→ **Your instructions**
Which lines below contain "never"? Copy every one of them.

→ **Supplied data**
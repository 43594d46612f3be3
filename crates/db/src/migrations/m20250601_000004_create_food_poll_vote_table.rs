//! Create food poll vote table migration.

use sea_orm_migration::prelude::*;

#[derive(DeriveMigrationName)]
pub struct Migration;

#[async_trait::async_trait]
impl MigrationTrait for Migration {
    async fn up(&self, manager: &SchemaManager) -> Result<(), DbErr> {
        manager
            .create_table(
                Table::create()
                    .table(FoodPollVote::Table)
                    .if_not_exists()
                    .col(
                        ColumnDef::new(FoodPollVote::Id)
                            .integer()
                            .not_null()
                            .auto_increment()
                            .primary_key(),
                    )
                    .col(ColumnDef::new(FoodPollVote::UserId).integer().not_null())
                    .col(ColumnDef::new(FoodPollVote::CategoryId).integer().not_null())
                    .foreign_key(
                        ForeignKey::create()
                            .name("fk_food_poll_vote_user")
                            .from(FoodPollVote::Table, FoodPollVote::UserId)
                            .to(User::Table, User::Id)
                            .on_delete(ForeignKeyAction::Cascade),
                    )
                    .foreign_key(
                        ForeignKey::create()
                            .name("fk_food_poll_vote_category")
                            .from(FoodPollVote::Table, FoodPollVote::CategoryId)
                            .to(Category::Table, Category::Id)
                            .on_delete(ForeignKeyAction::Cascade),
                    )
                    .to_owned(),
            )
            .await?;

        // Index: (user_id, category_id) - lookup for toggles; duplicates are
        // kept out by the toggle itself, not by the index
        manager
            .create_index(
                Index::create()
                    .name("idx_food_poll_vote_user_category")
                    .table(FoodPollVote::Table)
                    .col(FoodPollVote::UserId)
                    .col(FoodPollVote::CategoryId)
                    .to_owned(),
            )
            .await?;

        // Index: category_id (for tallies and cascades)
        manager
            .create_index(
                Index::create()
                    .name("idx_food_poll_vote_category_id")
                    .table(FoodPollVote::Table)
                    .col(FoodPollVote::CategoryId)
                    .to_owned(),
            )
            .await?;

        Ok(())
    }

    async fn down(&self, manager: &SchemaManager) -> Result<(), DbErr> {
        manager
            .drop_table(Table::drop().table(FoodPollVote::Table).to_owned())
            .await
    }
}

#[derive(Iden)]
enum FoodPollVote {
    Table,
    Id,
    UserId,
    CategoryId,
}

#[derive(Iden)]
enum User {
    Table,
    Id,
}

#[derive(Iden)]
enum Category {
    Table,
    Id,
}
//! WMO weather code table (Open-Meteo).
//!
//! Italian descriptions plus OpenWeatherMap-style icon stems. Codes without an
//! icon stem fall back to the clear-sky icon.

struct WeatherCode {
    code: i64,
    description: &'static str,
    icon: Option<&'static str>,
}

const fn entry(code: i64, description: &'static str, icon: Option<&'static str>) -> WeatherCode {
    WeatherCode {
        code,
        description,
        icon,
    }
}

/// Sorted by code.
const WEATHER_CODES: &[WeatherCode] = &[
    entry(0, "Cielo sereno", Some("01")),
    entry(1, "Prevalentemente sereno", Some("02")),
    entry(2, "Parzialmente nuvoloso", Some("03")),
    entry(3, "Nuvoloso", Some("04")),
    entry(45, "Nebbia", Some("50")),
    entry(48, "Nebbia ghiacciata", Some("50")),
    entry(51, "Pioviggine leggera", Some("09")),
    entry(53, "Pioviggine moderata", Some("09")),
    entry(55, "Pioviggine intensa", Some("09")),
    entry(56, "Pioviggine ghiacciata leggera", None),
    entry(57, "Pioviggine ghiacciata intensa", None),
    entry(61, "Pioggia leggera", Some("10")),
    entry(63, "Pioggia moderata", Some("10")),
    entry(65, "Pioggia intensa", Some("10")),
    entry(66, "Pioggia ghiacciata leggera", None),
    entry(67, "Pioggia ghiacciata intensa", None),
    entry(71, "Neve leggera", Some("13")),
    entry(73, "Neve moderata", Some("13")),
    entry(75, "Neve intensa", Some("13")),
    entry(77, "Granuli di neve", None),
    entry(80, "Rovesci leggeri", Some("09")),
    entry(81, "Rovesci moderati", Some("09")),
    entry(82, "Rovesci intensi", Some("09")),
    entry(85, "Rovesci di neve leggeri", None),
    entry(86, "Rovesci di neve intensi", None),
    entry(95, "Temporale", Some("11")),
    entry(96, "Temporale con grandine leggera", None),
    entry(99, "Temporale con grandine intensa", None),
];

const UNKNOWN_DESCRIPTION: &str = "Condizioni sconosciute";
const FALLBACK_ICON: &str = "01";

fn lookup(code: i64) -> Option<&'static WeatherCode> {
    WEATHER_CODES
        .binary_search_by_key(&code, |c| c.code)
        .ok()
        .map(|i| &WEATHER_CODES[i])
}

/// Human-readable description of a weather code.
#[must_use]
pub fn describe(code: i64) -> &'static str {
    lookup(code).map_or(UNKNOWN_DESCRIPTION, |c| c.description)
}

/// Icon id for a weather code, `d` or `n` variant.
#[must_use]
pub fn icon(code: i64, is_day: bool) -> String {
    let stem = lookup(code).and_then(|c| c.icon).unwrap_or(FALLBACK_ICON);
    let suffix = if is_day { 'd' } else { 'n' };
    format!("{stem}{suffix}")
}

#[cfg(test)]
mod tests {
    use super::*;

    #[test]
    fn test_table_is_sorted() {
        assert!(WEATHER_CODES.windows(2).all(|w| w[0].code < w[1].code));
    }

    #[test]
    fn test_known_codes() {
        assert_eq!(describe(0), "Cielo sereno");
        assert_eq!(icon(0, true), "01d");
        assert_eq!(icon(0, false), "01n");
        assert_eq!(describe(63), "Pioggia moderata");
        assert_eq!(icon(63, false), "10n");
        assert_eq!(icon(95, true), "11d");
    }

    #[test]
    fn test_codes_without_icon_use_fallback() {
        assert_eq!(describe(77), "Granuli di neve");
        assert_eq!(icon(77, true), "01d");
        assert_eq!(icon(99, false), "01n");
    }

    #[test]
    fn test_unknown_code() {
        assert_eq!(describe(42), "Condizioni sconosciute");
        assert_eq!(icon(42, true), "01d");
        assert_eq!(icon(-1, false), "01n");
    }
}
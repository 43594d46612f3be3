//! Request extractors.

use axum::{extract::FromRequestParts, http::request::Parts};
use where2go_common::AppError;
use where2go_db::entities::user;

/// Authenticated user extractor.
#[derive(Debug, Clone)]
pub struct AuthUser(pub user::Model);

impl<S> FromRequestParts<S> for AuthUser
where
    S: Send + Sync,
{
    type Rejection = AppError;

    async fn from_request_parts(parts: &mut Parts, _state: &S) -> Result<Self, Self::Rejection> {
        // Get user from request extensions (set by auth middleware)
        parts
            .extensions
            .get::<user::Model>()
            .cloned()
            .map(AuthUser)
            .ok_or(AppError::Unauthorized)
    }
}

/// Optional authenticated user extractor.
#[derive(Debug, Clone)]
pub struct MaybeAuthUser(pub Option<user::Model>);

impl<S> FromRequestParts<S> for MaybeAuthUser
where
    S: Send + Sync,
{
    type Rejection = AppError;

    async fn from_request_parts(parts: &mut Parts, _state: &S) -> Result<Self, Self::Rejection> {
        Ok(Self(parts.extensions.get::<user::Model>().cloned()))
    }
}

/// Authenticated superuser extractor.
#[derive(Debug, Clone)]
pub struct AdminUser(pub user::Model);

impl<S> FromRequestParts<S> for AdminUser
where
    S: Send + Sync,
{
    type Rejection = AppError;

    async fn from_request_parts(parts: &mut Parts, state: &S) -> Result<Self, Self::Rejection> {
        let AuthUser(user) = AuthUser::from_request_parts(parts, state).await?;
        if !user.is_superuser {
            return Err(AppError::Forbidden("Admin access required".to_string()));
        }
        Ok(Self(user))
    }
}
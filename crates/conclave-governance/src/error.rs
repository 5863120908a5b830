use thiserror::Error;

/// Errors that can occur in governance operations.
///
/// All variants are terminal for the request that raised them: every guard
/// is evaluated before any mutation, so a failed call leaves no partial
/// state and the caller must resubmit.
#[derive(Debug, Error, Clone, Copy, PartialEq, Eq)]
pub enum GovernanceError {
    #[error("Governor not initialised yet")]
    GovernorNotInitialised,

    #[error("Invalid vote threshold, must be between 0 and 100")]
    InvalidVoteThreshold,

    #[error("Invalid timelock delay, must be positive")]
    InvalidTimelockDelay,

    #[error("Invalid instructions: instruction list cannot be empty")]
    InvalidInstructions,

    #[error("Invalid voting period, must be positive")]
    InvalidVotingPeriod,

    #[error("Unauthorised voter")]
    UnauthorisedVoter,

    #[error("Unauthorised to cancel proposal")]
    UnauthorisedCancellation,

    #[error("Invalid state transition")]
    InvalidStateTransition,

    #[error("Voting period still active")]
    VotingPeriodActive,

    #[error("Numerical overflow occurred")]
    NumericalOverflow,

    #[error("Timelock not expired")]
    TimelockNotExpired,

    #[error("Invalid lock parameters (amount/duration)")]
    InvalidLockParameters,

    #[error("Insufficient token balance")]
    InsufficientBalance,

    #[error("Lock period has not expired")]
    LockNotExpired,

    #[error("Tokens have already been withdrawn")]
    AlreadyWithdrawn,

    #[error("Record at the derived address has never been created")]
    AccountNotInitialized,

    #[error("Record at the derived address already exists")]
    AccountAlreadyInUse,

    #[error("Required approver's approval is missing")]
    SignatureVerificationFailed,
}

#[cfg(test)]
mod tests {
    use super::*;

    #[test]
    fn test_error_display() {
        let err = GovernanceError::InvalidVoteThreshold;
        assert!(err.to_string().contains("0 and 100"));
    }

    #[test]
    fn test_errors_comparable() {
        assert_eq!(
            GovernanceError::LockNotExpired,
            GovernanceError::LockNotExpired
        );
        assert_ne!(
            GovernanceError::LockNotExpired,
            GovernanceError::AlreadyWithdrawn
        );
    }
}
//! Governor records: per-organization root configuration and voter registry.

use conclave_types::Address;
use crate::error::GovernanceError;

/// One entry of the voter registry.
#[derive(Debug, Clone, PartialEq, Eq)]
pub struct VoterInfo {
    /// Voter identity
    pub identity: Address,
    /// Voting weight
    pub weight: u64,
}

/// Root configuration record for one organization.
///
/// Owned by the organization's multisig wallet; every authorization check in
/// the engine resolves against this record. Created once, never deleted.
#[derive(Debug, Clone)]
pub struct Governor {
    /// Owning multisig identity
    pub owner: Address,
    /// Electorate identity
    pub electorate: Address,
    /// Governance token identity
    pub governance_mint: Address,
    /// Percentage of cast votes the for-side must reach (0..=100)
    pub vote_threshold: u8,
    /// Seconds between queueing a succeeded proposal and it becoming executable
    pub timelock_delay: u64,
    /// Monotonic counter consumed by proposal creation
    pub proposal_count: u64,
    /// Ordered voter registry, identities unique
    pub voters: Vec<VoterInfo>,
    /// Set once at creation
    pub initialised: bool,
}

impl Governor {
    /// Create a new governor.
    ///
    /// # Errors
    /// - `InvalidVoteThreshold` if `vote_threshold > 100`
    /// - `InvalidTimelockDelay` if `timelock_delay == 0`
    pub fn new(
        owner: Address,
        electorate: Address,
        governance_mint: Address,
        vote_threshold: u8,
        timelock_delay: u64,
    ) -> Result<Self, GovernanceError> {
        if vote_threshold > 100 {
            return Err(GovernanceError::InvalidVoteThreshold);
        }
        if timelock_delay == 0 {
            return Err(GovernanceError::InvalidTimelockDelay);
        }

        Ok(Self {
            owner,
            electorate,
            governance_mint,
            vote_threshold,
            timelock_delay,
            proposal_count: 0,
            voters: Vec::new(),
            initialised: true,
        })
    }

    /// Check if an identity is in the registry.
    pub fn is_voter(&self, identity: &Address) -> bool {
        self.voters.iter().any(|v| &v.identity == identity)
    }

    /// Look up the registry weight of an identity.
    pub fn voter_weight(&self, identity: &Address) -> Option<u64> {
        self.voters
            .iter()
            .find(|v| &v.identity == identity)
            .map(|v| v.weight)
    }

    /// Append a new registry entry or update the weight of an existing one.
    /// Idempotent by identity; duplicate identities merge rather than duplicate.
    pub fn upsert_voter(&mut self, identity: Address, weight: u64) {
        match self.voters.iter_mut().find(|v| v.identity == identity) {
            Some(existing) => existing.weight = weight,
            None => self.voters.push(VoterInfo { identity, weight }),
        }
    }

    /// Total registered voting weight.
    pub fn total_weight(&self) -> u64 {
        self.voters.iter().map(|v| v.weight).sum()
    }
}
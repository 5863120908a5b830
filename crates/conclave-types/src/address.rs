use crate::error::TypesError;
use std::fmt;
use std::str::FromStr;

/// 32-byte participant identity: a multisig wallet, a voter, an electorate
/// or a token mint. Display format: Bech32m with "conc" human-readable
/// prefix.
///
/// Identities are opaque to the engine. They are compared for equality in
/// authorization checks and fed as seeds into record-key derivation; the
/// engine never inspects their contents.
#[derive(Clone, Copy, PartialEq, Eq, PartialOrd, Ord, Hash, Default)]
pub struct Address([u8; 32]);

impl Address {
    pub const ZERO: Self = Self([0u8; 32]);
    pub const LEN: usize = 32;

    /// Bech32m human-readable prefix
    pub const BECH32_HRP: &'static str = "conc";

    pub const fn from_bytes(bytes: [u8; 32]) -> Self {
        Self(bytes)
    }

    pub const fn as_bytes(&self) -> &[u8; 32] {
        &self.0
    }

    /// Create from a byte slice
    pub fn from_slice(slice: &[u8]) -> Result<Self, TypesError> {
        if slice.len() != Self::LEN {
            return Err(TypesError::InvalidAddressLength(slice.len()));
        }
        let mut bytes = [0u8; 32];
        bytes.copy_from_slice(slice);
        Ok(Self(bytes))
    }

    /// Check if this is the zero identity
    pub fn is_zero(&self) -> bool {
        self == &Self::ZERO
    }

    /// Convert to hex string without 0x prefix
    pub fn to_hex(&self) -> String {
        hex::encode(self.0)
    }
}

impl fmt::Display for Address {
    fn fmt(&self, f: &mut fmt::Formatter<'_>) -> fmt::Result {
        let hrp = bech32::Hrp::parse_unchecked(Self::BECH32_HRP);
        match bech32::encode::<bech32::Bech32m>(hrp, &self.0) {
            Ok(encoded) => write!(f, "{}", encoded),
            Err(_) => Err(fmt::Error),
        }
    }
}

impl fmt::Debug for Address {
    fn fmt(&self, f: &mut fmt::Formatter<'_>) -> fmt::Result {
        write!(f, "Address(0x{})", hex::encode(self.0))
    }
}

impl fmt::LowerHex for Address {
    fn fmt(&self, f: &mut fmt::Formatter<'_>) -> fmt::Result {
        write!(f, "0x{}", hex::encode(self.0))
    }
}

impl FromStr for Address {
    type Err = TypesError;

    fn from_str(s: &str) -> Result<Self, Self::Err> {
        // Support both Bech32m ("conc1...") and hex ("0x...")
        if s.starts_with("conc1") {
            let (hrp, data) = bech32::decode(s)
                .map_err(|e| TypesError::Bech32Error(e.to_string()))?;

            let expected_hrp = bech32::Hrp::parse_unchecked(Self::BECH32_HRP);
            if hrp != expected_hrp {
                return Err(TypesError::InvalidAddressFormat(format!(
                    "Invalid HRP: expected '{}', got '{}'",
                    Self::BECH32_HRP,
                    hrp
                )));
            }

            let data_len = data.len();
            let bytes: [u8; 32] = data
                .try_into()
                .map_err(|_| TypesError::InvalidAddressLength(data_len))?;

            Ok(Self::from_bytes(bytes))
        } else if s.starts_with("0x") || s.starts_with("0X") {
            let bytes = hex::decode(&s[2..])?;
            Self::from_slice(&bytes)
        } else {
            Err(TypesError::InvalidAddressFormat(s.to_string()))
        }
    }
}

impl AsRef<[u8]> for Address {
    fn as_ref(&self) -> &[u8] {
        &self.0
    }
}

#[cfg(test)]
mod tests {
    use super::*;

    #[test]
    fn test_address_zero() {
        assert_eq!(Address::ZERO.as_bytes(), &[0u8; 32]);
        assert!(Address::ZERO.is_zero());
    }

    #[test]
    fn test_address_from_bytes() {
        let bytes = [1u8; 32];
        let addr = Address::from_bytes(bytes);
        assert_eq!(addr.as_bytes(), &bytes);
        assert!(!addr.is_zero());
    }

    #[test]
    fn test_address_from_slice_wrong_length() {
        assert!(Address::from_slice(&[0u8; 20]).is_err());
        assert!(Address::from_slice(&[0u8; 33]).is_err());
        assert!(Address::from_slice(&[0u8; 32]).is_ok());
    }

    #[test]
    fn test_address_bech32m_roundtrip() {
        let bytes: [u8; 32] = (0..32)
            .map(|i| i as u8)
            .collect::<Vec<_>>()
            .try_into()
            .unwrap();
        let addr = Address::from_bytes(bytes);

        let encoded = addr.to_string();
        assert!(encoded.starts_with("conc1"));

        let decoded: Address = encoded.parse().unwrap();
        assert_eq!(addr, decoded);
    }

    #[test]
    fn test_address_hex_roundtrip() {
        let bytes = [0xabu8; 32];
        let addr = Address::from_bytes(bytes);

        let hex = format!("{:x}", addr);
        let parsed: Address = hex.parse().unwrap();
        assert_eq!(addr, parsed);
    }

    #[test]
    fn test_address_from_str_invalid() {
        assert!(Address::from_str("invalid").is_err());
        assert!(Address::from_str("xyz1...").is_err());
        assert!(Address::from_str("0x1234").is_err());
    }

    #[test]
    fn test_address_ordering() {
        let addr1 = Address::from_bytes([0u8; 32]);
        let addr2 = Address::from_bytes([1u8; 32]);
        assert!(addr1 < addr2);
    }
}
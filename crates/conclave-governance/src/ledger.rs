//! In-memory token ledger.
//!
//! Stands in for the external fungible-token transfer primitive: user
//! balances plus one escrow balance per governor. Both legs of a transfer
//! are validated before either is applied, so a failed transfer moves
//! nothing.

use std::collections::HashMap;
use conclave_types::{Address, RecordKey};
use crate::error::GovernanceError;

/// Token balances keyed by identity, escrow balances keyed by governor.
#[derive(Debug, Default)]
pub struct TokenLedger {
    balances: HashMap<Address, u64>,
    escrows: HashMap<RecordKey, u64>,
}

impl TokenLedger {
    /// Create an empty ledger.
    pub fn new() -> Self {
        Self::default()
    }

    /// Get an identity's balance.
    pub fn balance_of(&self, identity: &Address) -> u64 {
        self.balances.get(identity).copied().unwrap_or(0)
    }

    /// Get a governor's escrow balance.
    pub fn escrow_balance(&self, governor: &RecordKey) -> u64 {
        self.escrows.get(governor).copied().unwrap_or(0)
    }

    /// Mint tokens to an identity (test setup / faucet path).
    pub fn credit(&mut self, identity: Address, amount: u64) -> Result<(), GovernanceError> {
        let balance = self.balances.entry(identity).or_insert(0);
        *balance = balance
            .checked_add(amount)
            .ok_or(GovernanceError::NumericalOverflow)?;
        Ok(())
    }

    /// Move `amount` from a user's balance into a governor's escrow.
    ///
    /// # Errors
    /// - `InsufficientBalance` if the user holds less than `amount`
    /// - `NumericalOverflow` if the escrow balance would overflow
    pub fn transfer_to_escrow(
        &mut self,
        user: &Address,
        governor: &RecordKey,
        amount: u64,
    ) -> Result<(), GovernanceError> {
        let balance = self.balance_of(user);
        let debited = balance
            .checked_sub(amount)
            .ok_or(GovernanceError::InsufficientBalance)?;
        let credited = self
            .escrow_balance(governor)
            .checked_add(amount)
            .ok_or(GovernanceError::NumericalOverflow)?;

        self.balances.insert(*user, debited);
        self.escrows.insert(*governor, credited);
        Ok(())
    }

    /// Move `amount` from a governor's escrow back to a user's balance.
    pub fn transfer_from_escrow(
        &mut self,
        governor: &RecordKey,
        user: &Address,
        amount: u64,
    ) -> Result<(), GovernanceError> {
        let debited = self
            .escrow_balance(governor)
            .checked_sub(amount)
            .ok_or(GovernanceError::InsufficientBalance)?;
        let credited = self
            .balance_of(user)
            .checked_add(amount)
            .ok_or(GovernanceError::NumericalOverflow)?;

        self.escrows.insert(*governor, debited);
        self.balances.insert(*user, credited);
        Ok(())
    }
}

#[cfg(test)]
mod tests {
    use super::*;

    fn addr(byte: u8) -> Address {
        Address::from_bytes([byte; 32])
    }

    fn governor_key() -> RecordKey {
        RecordKey::governor(&addr(99))
    }

    #[test]
    fn test_balances_default_zero() {
        let ledger = TokenLedger::new();
        assert_eq!(ledger.balance_of(&addr(1)), 0);
        assert_eq!(ledger.escrow_balance(&governor_key()), 0);
    }

    #[test]
    fn test_credit() {
        let mut ledger = TokenLedger::new();
        ledger.credit(addr(1), 1_000).unwrap();
        ledger.credit(addr(1), 500).unwrap();
        assert_eq!(ledger.balance_of(&addr(1)), 1_500);
    }

    #[test]
    fn test_transfer_to_escrow() {
        let mut ledger = TokenLedger::new();
        ledger.credit(addr(1), 1_000).unwrap();

        ledger.transfer_to_escrow(&addr(1), &governor_key(), 100).unwrap();
        assert_eq!(ledger.balance_of(&addr(1)), 900);
        assert_eq!(ledger.escrow_balance(&governor_key()), 100);
    }

    #[test]
    fn test_transfer_insufficient_balance() {
        let mut ledger = TokenLedger::new();
        ledger.credit(addr(1), 50).unwrap();

        assert_eq!(
            ledger
                .transfer_to_escrow(&addr(1), &governor_key(), 100)
                .unwrap_err(),
            GovernanceError::InsufficientBalance
        );
        // Nothing moved
        assert_eq!(ledger.balance_of(&addr(1)), 50);
        assert_eq!(ledger.escrow_balance(&governor_key()), 0);
    }

    #[test]
    fn test_escrow_round_trip() {
        let mut ledger = TokenLedger::new();
        ledger.credit(addr(1), 1_000).unwrap();

        ledger.transfer_to_escrow(&addr(1), &governor_key(), 100).unwrap();
        ledger.transfer_from_escrow(&governor_key(), &addr(1), 100).unwrap();

        assert_eq!(ledger.balance_of(&addr(1)), 1_000);
        assert_eq!(ledger.escrow_balance(&governor_key()), 0);
    }

    #[test]
    fn test_escrow_overdraw_fails() {
        let mut ledger = TokenLedger::new();
        assert_eq!(
            ledger
                .transfer_from_escrow(&governor_key(), &addr(1), 1)
                .unwrap_err(),
            GovernanceError::InsufficientBalance
        );
    }
}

→ **Result of the exercise**
    #[error("Record at the derived address has never been created")]
/// the engine resolves against this record. Created once, never deleted.
/// engine never inspects their contents.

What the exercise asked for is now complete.